◆ **Work instructions**: Find every line in the records below that contains "account", and copy it.
[[ Listed records open ]]
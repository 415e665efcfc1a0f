//! Store-backed simulated venue for paper trading.
//!
//! Orders and fills live in the `paper_orders`/`paper_fills` tables so the
//! submitter, fill reconciler and position reconciler (separate processes)
//! all see the same simulated book. Matching is deliberately simple:
//! - An order is marketable when the latest stored price is at or better
//!   than its limit (buy: price <= limit, sell: price >= limit)
//! - Marketable orders fill in full at the limit price
//! - Resting orders are re-checked lazily whenever they are queried

use super::traits::ExchangeClient;
use super::types::*;
use crate::model::Side;
use crate::persistence::{PaperFillRow, PaperOrderRow, Store};
use crate::runtime::Clock;
use async_trait::async_trait;
use chrono::{DateTime, Utc};
use rust_decimal::Decimal;
use std::sync::Arc;
use tokio::sync::Mutex;
use tracing::{debug, info};

/// Simulated exchange over the shared store.
pub struct PaperExchange {
    store: Mutex<Store>,
    clock: Arc<dyn Clock>,
    account: String,
}

fn store_err(e: anyhow::Error) -> ExchangeError {
    ExchangeError::Transient(format!("paper store: {:#}", e))
}

fn to_state(order: &PaperOrderRow, filled: Decimal) -> OrderState {
    let status = match order.status.as_str() {
        "filled" => ExchangeOrderStatus::Filled,
        "cancelled" => ExchangeOrderStatus::Cancelled,
        _ => ExchangeOrderStatus::Open,
    };
    OrderState {
        exchange_order_id: order.exchange_order_id.clone(),
        client_order_id: Some(order.client_order_id.clone()),
        status,
        filled_size: filled,
    }
}

impl PaperExchange {
    pub fn new(store: Store, clock: Arc<dyn Clock>, account: impl Into<String>) -> Self {
        Self {
            store: Mutex::new(store),
            clock,
            account: account.into(),
        }
    }

    /// Fill `order` if the latest stored price crosses its limit.
    fn try_match(&self, store: &mut Store, order: &PaperOrderRow) -> anyhow::Result<bool> {
        if order.status != "open" {
            return Ok(false);
        }
        let Some((_, price)) = store.latest_price(&order.market_id, order.outcome)? else {
            return Ok(false);
        };
        let marketable = if order.quantity.is_sign_positive() {
            price <= order.limit_price
        } else {
            price >= order.limit_price
        };
        if !marketable {
            return Ok(false);
        }

        let fill = PaperFillRow {
            fill_id: format!("{}-f1", order.exchange_order_id),
            exchange_order_id: order.exchange_order_id.clone(),
            account: order.account.clone(),
            market_id: order.market_id.clone(),
            outcome: order.outcome,
            quantity: order.quantity,
            price: order.limit_price,
            ts: self.clock.now(),
        };
        let filled = store.fill_paper_order(&fill)?;
        if filled {
            info!(
                order = %order.exchange_order_id,
                market = %order.market_id,
                quantity = %order.quantity,
                price = %order.limit_price,
                "📝 [PAPER] Order filled"
            );
        }
        Ok(filled)
    }

    fn filled_size(store: &Store, exchange_order_id: &str) -> anyhow::Result<Decimal> {
        Ok(store
            .paper_fills(exchange_order_id, None)?
            .iter()
            .map(|f| f.quantity.abs())
            .sum())
    }

    /// Load an order by exchange id after giving it a chance to match.
    fn refreshed(&self, store: &mut Store, exchange_order_id: &str) -> Result<PaperOrderRow, ExchangeError> {
        let order = store
            .paper_order(exchange_order_id)
            .map_err(store_err)?
            .ok_or_else(|| ExchangeError::NotFound(exchange_order_id.to_string()))?;
        if self.try_match(store, &order).map_err(store_err)? {
            return store
                .paper_order(exchange_order_id)
                .map_err(store_err)?
                .ok_or_else(|| ExchangeError::NotFound(exchange_order_id.to_string()));
        }
        Ok(order)
    }
}

#[async_trait]
impl ExchangeClient for PaperExchange {
    fn name(&self) -> &'static str {
        "paper"
    }

    async fn submit_order(&self, request: &OrderRequest) -> Result<OrderAck, ExchangeError> {
        let mut store = self.store.lock().await;

        if let Some(existing) = store
            .paper_order_by_client_id(&request.client_order_id)
            .map_err(store_err)?
        {
            debug!(client_order_id = %request.client_order_id, "Paper order already exists");
            let filled = Self::filled_size(&store, &existing.exchange_order_id).map_err(store_err)?;
            let state = to_state(&existing, filled);
            return Ok(OrderAck {
                exchange_order_id: existing.exchange_order_id,
                status: state.status,
            });
        }

        let market = store.get_market(&request.market_id).map_err(store_err)?;
        match market {
            Some(m) if m.active => {}
            _ => return Err(ExchangeError::Rejected("market closed".to_string())),
        }
        if request.size <= Decimal::ZERO {
            return Err(ExchangeError::Rejected("invalid size".to_string()));
        }
        if request.limit_price <= Decimal::ZERO || request.limit_price >= Decimal::ONE {
            return Err(ExchangeError::Rejected("invalid price".to_string()));
        }
        if store
            .latest_price(&request.market_id, request.outcome)
            .map_err(store_err)?
            .is_none()
        {
            return Err(ExchangeError::Rejected("no book".to_string()));
        }

        let quantity = match request.side {
            Side::Buy => request.size,
            Side::Sell => -request.size,
        };
        let order = PaperOrderRow {
            exchange_order_id: format!("paper-{}", request.client_order_id),
            client_order_id: request.client_order_id.clone(),
            account: self.account.clone(),
            market_id: request.market_id.clone(),
            outcome: request.outcome,
            token_id: request.token_id.clone(),
            quantity,
            limit_price: request.limit_price,
            status: "open".to_string(),
            created_at: self.clock.now(),
        };
        store.insert_paper_order(&order).map_err(store_err)?;
        let filled = self.try_match(&mut store, &order).map_err(store_err)?;

        Ok(OrderAck {
            exchange_order_id: order.exchange_order_id,
            status: if filled {
                ExchangeOrderStatus::Filled
            } else {
                ExchangeOrderStatus::Open
            },
        })
    }

    async fn find_order(&self, client_order_id: &str) -> Result<Option<OrderState>, ExchangeError> {
        let mut store = self.store.lock().await;
        let Some(order) = store
            .paper_order_by_client_id(client_order_id)
            .map_err(store_err)?
        else {
            return Ok(None);
        };
        let order = self.refreshed(&mut store, &order.exchange_order_id)?;
        let filled = Self::filled_size(&store, &order.exchange_order_id).map_err(store_err)?;
        Ok(Some(to_state(&order, filled)))
    }

    async fn order_state(&self, exchange_order_id: &str) -> Result<OrderState, ExchangeError> {
        let mut store = self.store.lock().await;
        let order = self.refreshed(&mut store, exchange_order_id)?;
        let filled = Self::filled_size(&store, exchange_order_id).map_err(store_err)?;
        Ok(to_state(&order, filled))
    }

    async fn fills(
        &self,
        exchange_order_id: &str,
        since: Option<DateTime<Utc>>,
    ) -> Result<Vec<ExchangeFill>, ExchangeError> {
        let mut store = self.store.lock().await;
        self.refreshed(&mut store, exchange_order_id)?;
        let fills = store
            .paper_fills(exchange_order_id, since)
            .map_err(store_err)?
            .into_iter()
            .map(|f| ExchangeFill {
                side: Side::from_signed(f.quantity),
                size: f.quantity.abs(),
                fill_id: f.fill_id,
                exchange_order_id: f.exchange_order_id,
                price: f.price,
                ts: f.ts,
            })
            .collect();
        Ok(fills)
    }

    async fn cancel_order(&self, exchange_order_id: &str) -> Result<(), ExchangeError> {
        let mut store = self.store.lock().await;
        let order = self.refreshed(&mut store, exchange_order_id)?;
        match order.status.as_str() {
            "open" => {
                store.cancel_paper_order(exchange_order_id).map_err(store_err)?;
                info!(order = %exchange_order_id, "📝 [PAPER] Order cancelled");
                Ok(())
            }
            "cancelled" => Ok(()),
            _ => Err(ExchangeError::Rejected("order already filled".to_string())),
        }
    }

    async fn positions(&self, account: &str) -> Result<Vec<PositionSnapshot>, ExchangeError> {
        let store = self.store.lock().await;
        let rows = store.paper_positions(account).map_err(store_err)?;
        Ok(rows
            .into_iter()
            .map(|(market_id, outcome, quantity)| PositionSnapshot {
                market_id,
                outcome,
                quantity,
            })
            .collect())
    }

    async fn mark_price(&self, token_id: &str) -> Result<Option<Decimal>, ExchangeError> {
        let store = self.store.lock().await;
        let Some((market_id, outcome)) = store.market_for_token(token_id).map_err(store_err)? else {
            return Ok(None);
        };
        let latest = store.latest_price(&market_id, outcome).map_err(store_err)?;
        Ok(latest.map(|(_, price)| price))
    }
}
[[ Listed records closed ]]
◆ **Final answer**:
    account: String,
    pub fn new(store: Store, clock: Arc<dyn Clock>, account: impl Into<String>) -> Self {
            account: account.into(),
            account: order.account.clone(),
            account: self.account.clone(),
    async fn positions(&self, account: &str) -> Result<Vec<PositionSnapshot>, ExchangeError> {
        let rows = store.paper_positions(account).map_err(store_err)?;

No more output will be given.